◆ **DIRECTIONS**
Return, from the listing below, each line where the word "Hash" appears.

◆ **MATERIAL PROVIDED**
====

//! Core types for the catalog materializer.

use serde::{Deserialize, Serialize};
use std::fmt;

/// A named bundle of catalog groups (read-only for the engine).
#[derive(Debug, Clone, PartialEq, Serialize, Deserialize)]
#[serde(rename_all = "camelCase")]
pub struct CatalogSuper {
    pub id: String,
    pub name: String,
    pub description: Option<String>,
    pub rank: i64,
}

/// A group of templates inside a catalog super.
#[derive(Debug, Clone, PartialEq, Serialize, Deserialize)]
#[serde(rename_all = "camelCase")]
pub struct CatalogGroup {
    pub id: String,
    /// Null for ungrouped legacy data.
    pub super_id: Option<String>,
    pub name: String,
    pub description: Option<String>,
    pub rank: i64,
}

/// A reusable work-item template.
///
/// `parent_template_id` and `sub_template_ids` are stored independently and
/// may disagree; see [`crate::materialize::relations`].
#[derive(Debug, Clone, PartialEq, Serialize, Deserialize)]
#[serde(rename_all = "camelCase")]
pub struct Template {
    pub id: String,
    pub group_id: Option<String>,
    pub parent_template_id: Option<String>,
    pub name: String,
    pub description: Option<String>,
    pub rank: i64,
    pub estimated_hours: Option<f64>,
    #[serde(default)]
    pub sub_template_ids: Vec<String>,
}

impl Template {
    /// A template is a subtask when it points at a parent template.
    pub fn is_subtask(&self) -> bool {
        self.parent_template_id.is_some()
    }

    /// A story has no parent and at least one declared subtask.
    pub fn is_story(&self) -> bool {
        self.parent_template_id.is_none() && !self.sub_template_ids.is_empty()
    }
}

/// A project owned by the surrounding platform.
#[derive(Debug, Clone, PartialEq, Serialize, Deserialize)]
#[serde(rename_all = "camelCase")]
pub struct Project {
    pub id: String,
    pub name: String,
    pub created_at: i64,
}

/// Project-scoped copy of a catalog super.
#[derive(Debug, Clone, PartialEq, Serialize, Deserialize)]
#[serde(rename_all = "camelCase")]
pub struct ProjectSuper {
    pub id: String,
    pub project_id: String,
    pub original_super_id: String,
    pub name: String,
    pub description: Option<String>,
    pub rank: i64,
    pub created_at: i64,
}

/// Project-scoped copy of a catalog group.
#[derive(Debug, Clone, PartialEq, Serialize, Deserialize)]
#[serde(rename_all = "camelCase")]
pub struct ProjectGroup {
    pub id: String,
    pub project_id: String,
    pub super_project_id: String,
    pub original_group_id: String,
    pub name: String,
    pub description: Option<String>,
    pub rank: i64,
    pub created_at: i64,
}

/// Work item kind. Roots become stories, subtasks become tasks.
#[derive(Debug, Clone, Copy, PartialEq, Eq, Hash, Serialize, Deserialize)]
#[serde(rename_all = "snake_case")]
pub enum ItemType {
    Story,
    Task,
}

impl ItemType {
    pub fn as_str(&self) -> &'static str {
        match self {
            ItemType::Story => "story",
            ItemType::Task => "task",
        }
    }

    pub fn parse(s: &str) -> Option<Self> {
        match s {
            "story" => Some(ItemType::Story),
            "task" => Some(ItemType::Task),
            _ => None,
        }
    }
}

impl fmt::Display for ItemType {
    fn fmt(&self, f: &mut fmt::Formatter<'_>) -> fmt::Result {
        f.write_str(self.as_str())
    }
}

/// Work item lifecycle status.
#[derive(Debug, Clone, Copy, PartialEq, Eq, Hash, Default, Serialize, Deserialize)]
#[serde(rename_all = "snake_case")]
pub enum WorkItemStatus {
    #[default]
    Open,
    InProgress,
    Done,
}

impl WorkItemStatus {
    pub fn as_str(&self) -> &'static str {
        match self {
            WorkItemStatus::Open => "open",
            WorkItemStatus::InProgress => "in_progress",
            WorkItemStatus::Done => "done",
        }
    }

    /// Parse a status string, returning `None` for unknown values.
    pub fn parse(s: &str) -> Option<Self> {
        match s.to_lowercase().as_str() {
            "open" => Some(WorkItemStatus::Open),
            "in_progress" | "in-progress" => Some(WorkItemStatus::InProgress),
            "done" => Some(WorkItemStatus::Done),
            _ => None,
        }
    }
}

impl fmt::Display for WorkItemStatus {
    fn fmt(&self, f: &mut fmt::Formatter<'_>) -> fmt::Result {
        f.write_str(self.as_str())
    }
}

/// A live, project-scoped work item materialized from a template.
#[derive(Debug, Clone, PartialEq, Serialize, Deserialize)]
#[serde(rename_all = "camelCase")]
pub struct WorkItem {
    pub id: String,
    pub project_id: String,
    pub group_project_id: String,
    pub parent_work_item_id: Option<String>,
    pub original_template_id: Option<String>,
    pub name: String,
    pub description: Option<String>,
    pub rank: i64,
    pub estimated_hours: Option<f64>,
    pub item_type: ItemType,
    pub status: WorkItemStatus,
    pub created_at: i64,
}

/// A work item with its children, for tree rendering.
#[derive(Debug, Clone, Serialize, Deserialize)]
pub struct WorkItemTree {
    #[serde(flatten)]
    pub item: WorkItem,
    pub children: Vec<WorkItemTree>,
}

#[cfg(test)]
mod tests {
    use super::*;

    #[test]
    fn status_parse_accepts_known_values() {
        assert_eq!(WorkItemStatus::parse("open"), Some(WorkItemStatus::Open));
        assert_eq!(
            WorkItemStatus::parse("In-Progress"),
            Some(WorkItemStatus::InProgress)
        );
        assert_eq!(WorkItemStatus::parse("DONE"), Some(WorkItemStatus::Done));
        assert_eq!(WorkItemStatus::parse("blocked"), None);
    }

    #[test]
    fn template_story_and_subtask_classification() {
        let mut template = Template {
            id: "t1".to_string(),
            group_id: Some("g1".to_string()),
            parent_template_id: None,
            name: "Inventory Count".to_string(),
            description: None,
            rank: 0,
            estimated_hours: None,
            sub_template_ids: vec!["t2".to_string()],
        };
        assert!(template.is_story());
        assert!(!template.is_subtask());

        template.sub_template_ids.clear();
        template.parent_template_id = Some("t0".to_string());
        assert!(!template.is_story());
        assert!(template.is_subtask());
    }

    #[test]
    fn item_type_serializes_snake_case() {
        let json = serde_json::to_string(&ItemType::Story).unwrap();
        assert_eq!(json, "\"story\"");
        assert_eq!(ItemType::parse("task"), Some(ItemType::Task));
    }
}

====

◆ **SOLUTION FOR THIS PROBLEM**
#[derive(Debug, Clone, Copy, PartialEq, Eq, Hash, Serialize, Deserialize)]
#[derive(Debug, Clone, Copy, PartialEq, Eq, Hash, Default, Serialize, Deserialize)]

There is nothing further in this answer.